__WHAT YOU NEED TO DO__: Among the lines below, return each one that contains the word "ScreenY".

__SUPPLIED RECORDS__:
━━━━━━━━━━━━━━━━━━━━━━━━━━━━━━

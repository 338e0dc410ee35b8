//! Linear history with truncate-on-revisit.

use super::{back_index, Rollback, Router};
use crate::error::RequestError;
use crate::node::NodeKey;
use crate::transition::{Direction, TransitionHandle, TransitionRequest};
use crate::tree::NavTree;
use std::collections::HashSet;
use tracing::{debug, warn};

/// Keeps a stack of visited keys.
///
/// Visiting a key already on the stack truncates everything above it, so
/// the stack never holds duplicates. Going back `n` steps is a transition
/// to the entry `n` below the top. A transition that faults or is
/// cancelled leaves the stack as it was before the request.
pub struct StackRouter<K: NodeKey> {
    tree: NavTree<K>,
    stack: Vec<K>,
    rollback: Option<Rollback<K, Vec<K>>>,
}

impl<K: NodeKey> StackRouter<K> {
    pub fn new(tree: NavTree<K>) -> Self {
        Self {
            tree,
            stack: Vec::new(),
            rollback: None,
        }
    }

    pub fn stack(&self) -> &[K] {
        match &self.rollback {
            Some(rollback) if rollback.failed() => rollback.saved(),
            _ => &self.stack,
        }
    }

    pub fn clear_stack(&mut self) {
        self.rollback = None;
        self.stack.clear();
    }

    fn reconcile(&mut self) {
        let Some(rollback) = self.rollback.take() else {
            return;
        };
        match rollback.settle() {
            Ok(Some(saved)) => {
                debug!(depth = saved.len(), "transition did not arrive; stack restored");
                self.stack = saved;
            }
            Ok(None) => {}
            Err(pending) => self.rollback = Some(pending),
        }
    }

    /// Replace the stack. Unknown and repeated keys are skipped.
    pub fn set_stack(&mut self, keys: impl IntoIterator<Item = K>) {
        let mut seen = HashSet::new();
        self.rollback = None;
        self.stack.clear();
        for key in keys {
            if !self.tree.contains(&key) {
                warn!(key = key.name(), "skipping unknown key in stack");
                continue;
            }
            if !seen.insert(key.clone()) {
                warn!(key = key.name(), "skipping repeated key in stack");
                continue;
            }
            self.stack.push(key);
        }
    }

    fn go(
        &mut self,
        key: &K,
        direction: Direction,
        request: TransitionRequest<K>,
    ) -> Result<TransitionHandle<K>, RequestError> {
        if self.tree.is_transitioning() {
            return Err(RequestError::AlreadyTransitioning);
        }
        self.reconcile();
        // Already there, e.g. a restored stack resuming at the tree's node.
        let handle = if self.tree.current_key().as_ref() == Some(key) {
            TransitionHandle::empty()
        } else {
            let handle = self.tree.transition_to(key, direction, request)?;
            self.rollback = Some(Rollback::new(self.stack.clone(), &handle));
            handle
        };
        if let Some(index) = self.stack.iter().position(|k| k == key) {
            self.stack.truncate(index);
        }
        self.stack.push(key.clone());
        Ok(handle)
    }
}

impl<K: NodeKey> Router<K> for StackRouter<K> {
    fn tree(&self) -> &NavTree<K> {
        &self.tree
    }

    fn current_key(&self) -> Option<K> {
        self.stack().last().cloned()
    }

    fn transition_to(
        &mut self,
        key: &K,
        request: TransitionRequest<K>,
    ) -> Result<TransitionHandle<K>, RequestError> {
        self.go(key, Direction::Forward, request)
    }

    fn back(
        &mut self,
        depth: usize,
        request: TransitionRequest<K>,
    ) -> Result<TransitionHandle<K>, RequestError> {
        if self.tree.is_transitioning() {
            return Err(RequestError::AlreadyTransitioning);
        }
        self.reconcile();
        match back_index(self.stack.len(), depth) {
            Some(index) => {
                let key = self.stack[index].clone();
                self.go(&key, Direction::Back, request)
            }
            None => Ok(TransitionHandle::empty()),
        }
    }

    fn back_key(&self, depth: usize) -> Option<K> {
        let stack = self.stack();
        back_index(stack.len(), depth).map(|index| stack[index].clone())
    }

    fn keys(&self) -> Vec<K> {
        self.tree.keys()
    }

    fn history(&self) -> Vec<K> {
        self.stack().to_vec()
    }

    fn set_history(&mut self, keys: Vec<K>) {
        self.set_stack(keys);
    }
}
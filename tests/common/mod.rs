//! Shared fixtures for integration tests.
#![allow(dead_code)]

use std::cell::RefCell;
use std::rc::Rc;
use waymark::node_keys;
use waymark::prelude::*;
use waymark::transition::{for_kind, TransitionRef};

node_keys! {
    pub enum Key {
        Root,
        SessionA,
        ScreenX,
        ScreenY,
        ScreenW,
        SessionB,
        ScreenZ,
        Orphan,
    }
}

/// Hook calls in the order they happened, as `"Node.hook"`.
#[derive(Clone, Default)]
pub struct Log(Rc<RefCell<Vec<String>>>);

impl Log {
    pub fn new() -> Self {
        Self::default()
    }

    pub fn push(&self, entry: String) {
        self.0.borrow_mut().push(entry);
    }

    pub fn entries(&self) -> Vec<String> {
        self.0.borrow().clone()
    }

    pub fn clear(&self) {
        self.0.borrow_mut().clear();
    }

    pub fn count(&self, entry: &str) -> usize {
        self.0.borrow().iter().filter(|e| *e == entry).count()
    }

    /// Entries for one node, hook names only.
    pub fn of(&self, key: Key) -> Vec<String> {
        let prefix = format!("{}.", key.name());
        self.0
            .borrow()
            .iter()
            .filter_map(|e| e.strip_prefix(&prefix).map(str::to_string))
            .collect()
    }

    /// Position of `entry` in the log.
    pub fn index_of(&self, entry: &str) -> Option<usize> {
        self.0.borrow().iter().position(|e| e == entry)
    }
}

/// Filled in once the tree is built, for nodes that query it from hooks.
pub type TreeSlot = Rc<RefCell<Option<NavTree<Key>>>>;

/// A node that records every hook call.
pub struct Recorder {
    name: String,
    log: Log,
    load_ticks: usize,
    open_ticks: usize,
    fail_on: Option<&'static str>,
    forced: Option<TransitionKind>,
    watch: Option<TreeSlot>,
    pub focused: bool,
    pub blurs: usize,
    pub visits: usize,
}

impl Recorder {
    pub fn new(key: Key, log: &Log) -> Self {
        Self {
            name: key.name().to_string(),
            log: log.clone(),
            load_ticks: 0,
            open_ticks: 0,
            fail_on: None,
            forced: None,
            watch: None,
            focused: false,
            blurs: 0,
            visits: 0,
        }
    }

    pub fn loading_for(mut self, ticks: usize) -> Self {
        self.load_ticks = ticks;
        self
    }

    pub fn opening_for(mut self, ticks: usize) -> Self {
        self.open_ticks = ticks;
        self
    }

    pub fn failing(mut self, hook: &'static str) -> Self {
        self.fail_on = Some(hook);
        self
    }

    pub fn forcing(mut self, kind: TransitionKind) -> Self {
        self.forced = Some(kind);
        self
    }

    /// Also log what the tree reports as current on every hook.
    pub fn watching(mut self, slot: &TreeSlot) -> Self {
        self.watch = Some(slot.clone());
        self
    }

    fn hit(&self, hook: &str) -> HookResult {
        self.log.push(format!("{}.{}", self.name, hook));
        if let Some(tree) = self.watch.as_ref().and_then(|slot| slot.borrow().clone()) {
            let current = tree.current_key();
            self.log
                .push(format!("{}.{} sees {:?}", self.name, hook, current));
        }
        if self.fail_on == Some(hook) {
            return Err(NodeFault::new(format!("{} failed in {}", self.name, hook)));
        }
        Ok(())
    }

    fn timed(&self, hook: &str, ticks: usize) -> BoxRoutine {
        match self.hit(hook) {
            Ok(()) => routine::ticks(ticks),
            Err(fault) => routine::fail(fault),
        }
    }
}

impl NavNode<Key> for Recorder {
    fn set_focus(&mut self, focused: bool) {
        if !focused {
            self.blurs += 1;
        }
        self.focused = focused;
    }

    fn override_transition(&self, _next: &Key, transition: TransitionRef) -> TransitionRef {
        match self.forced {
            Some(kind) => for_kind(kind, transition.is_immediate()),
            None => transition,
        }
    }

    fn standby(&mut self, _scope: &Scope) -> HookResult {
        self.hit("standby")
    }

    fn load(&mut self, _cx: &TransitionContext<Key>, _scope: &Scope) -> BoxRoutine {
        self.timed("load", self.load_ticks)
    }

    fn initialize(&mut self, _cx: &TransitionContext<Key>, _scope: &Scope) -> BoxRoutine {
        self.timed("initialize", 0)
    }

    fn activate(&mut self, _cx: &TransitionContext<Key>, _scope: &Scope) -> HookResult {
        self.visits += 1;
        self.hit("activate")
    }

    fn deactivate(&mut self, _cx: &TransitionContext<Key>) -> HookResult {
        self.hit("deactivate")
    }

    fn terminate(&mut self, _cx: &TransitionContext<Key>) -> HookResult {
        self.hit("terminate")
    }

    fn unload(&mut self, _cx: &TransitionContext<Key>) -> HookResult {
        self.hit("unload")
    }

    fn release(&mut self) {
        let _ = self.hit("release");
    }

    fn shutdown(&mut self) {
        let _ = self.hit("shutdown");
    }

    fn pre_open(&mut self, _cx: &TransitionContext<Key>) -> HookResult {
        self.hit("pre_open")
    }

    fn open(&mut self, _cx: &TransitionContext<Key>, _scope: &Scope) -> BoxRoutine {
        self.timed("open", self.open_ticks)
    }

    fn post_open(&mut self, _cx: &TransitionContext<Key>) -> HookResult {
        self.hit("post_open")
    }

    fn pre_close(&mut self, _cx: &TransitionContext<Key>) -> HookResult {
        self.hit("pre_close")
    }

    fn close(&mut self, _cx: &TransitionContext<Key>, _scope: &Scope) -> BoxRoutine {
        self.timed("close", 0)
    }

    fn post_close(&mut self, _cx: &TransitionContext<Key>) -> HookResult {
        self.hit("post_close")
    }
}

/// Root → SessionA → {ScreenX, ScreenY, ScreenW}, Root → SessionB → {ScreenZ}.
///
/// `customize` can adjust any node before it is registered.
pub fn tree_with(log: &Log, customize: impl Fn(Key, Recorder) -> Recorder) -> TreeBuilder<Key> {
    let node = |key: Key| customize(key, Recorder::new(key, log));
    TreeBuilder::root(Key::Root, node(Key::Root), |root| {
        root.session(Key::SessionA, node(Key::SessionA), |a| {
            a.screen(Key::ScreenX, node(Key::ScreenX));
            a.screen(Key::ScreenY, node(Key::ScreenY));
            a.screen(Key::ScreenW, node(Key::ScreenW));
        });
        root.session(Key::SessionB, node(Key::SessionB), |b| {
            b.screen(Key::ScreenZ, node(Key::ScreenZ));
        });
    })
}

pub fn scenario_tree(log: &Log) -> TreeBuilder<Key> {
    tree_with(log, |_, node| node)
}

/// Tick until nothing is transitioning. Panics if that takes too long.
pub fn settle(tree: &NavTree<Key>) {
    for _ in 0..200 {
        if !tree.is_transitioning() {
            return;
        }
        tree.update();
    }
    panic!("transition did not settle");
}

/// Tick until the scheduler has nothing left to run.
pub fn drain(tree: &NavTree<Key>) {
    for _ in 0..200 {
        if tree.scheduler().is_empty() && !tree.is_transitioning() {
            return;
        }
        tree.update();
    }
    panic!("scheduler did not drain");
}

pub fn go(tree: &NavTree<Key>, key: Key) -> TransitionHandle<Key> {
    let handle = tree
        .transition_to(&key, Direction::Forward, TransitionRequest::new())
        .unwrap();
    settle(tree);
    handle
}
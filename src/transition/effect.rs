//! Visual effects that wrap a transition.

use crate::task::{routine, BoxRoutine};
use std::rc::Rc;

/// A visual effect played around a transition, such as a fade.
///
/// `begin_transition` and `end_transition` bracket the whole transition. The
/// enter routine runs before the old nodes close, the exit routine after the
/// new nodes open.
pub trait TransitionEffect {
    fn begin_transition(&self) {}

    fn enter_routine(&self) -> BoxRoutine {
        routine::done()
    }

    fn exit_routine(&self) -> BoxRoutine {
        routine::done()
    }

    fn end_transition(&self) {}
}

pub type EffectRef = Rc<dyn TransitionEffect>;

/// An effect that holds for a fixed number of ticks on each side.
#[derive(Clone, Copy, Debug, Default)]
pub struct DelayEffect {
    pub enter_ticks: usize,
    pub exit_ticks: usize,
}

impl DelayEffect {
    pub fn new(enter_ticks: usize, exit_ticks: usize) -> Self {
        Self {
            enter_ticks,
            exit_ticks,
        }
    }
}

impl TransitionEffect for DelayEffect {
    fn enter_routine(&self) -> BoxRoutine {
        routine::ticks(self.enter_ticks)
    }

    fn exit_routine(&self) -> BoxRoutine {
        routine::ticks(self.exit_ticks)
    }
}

━━━━━━━━━━━━━━━━━━━━━━━━━━━━━━

__ANSWER BELOW__:
        ScreenY,
/// Root → SessionA → {ScreenX, ScreenY, ScreenW}, Root → SessionB → {ScreenZ}.
            a.screen(Key::ScreenY, node(Key::ScreenY));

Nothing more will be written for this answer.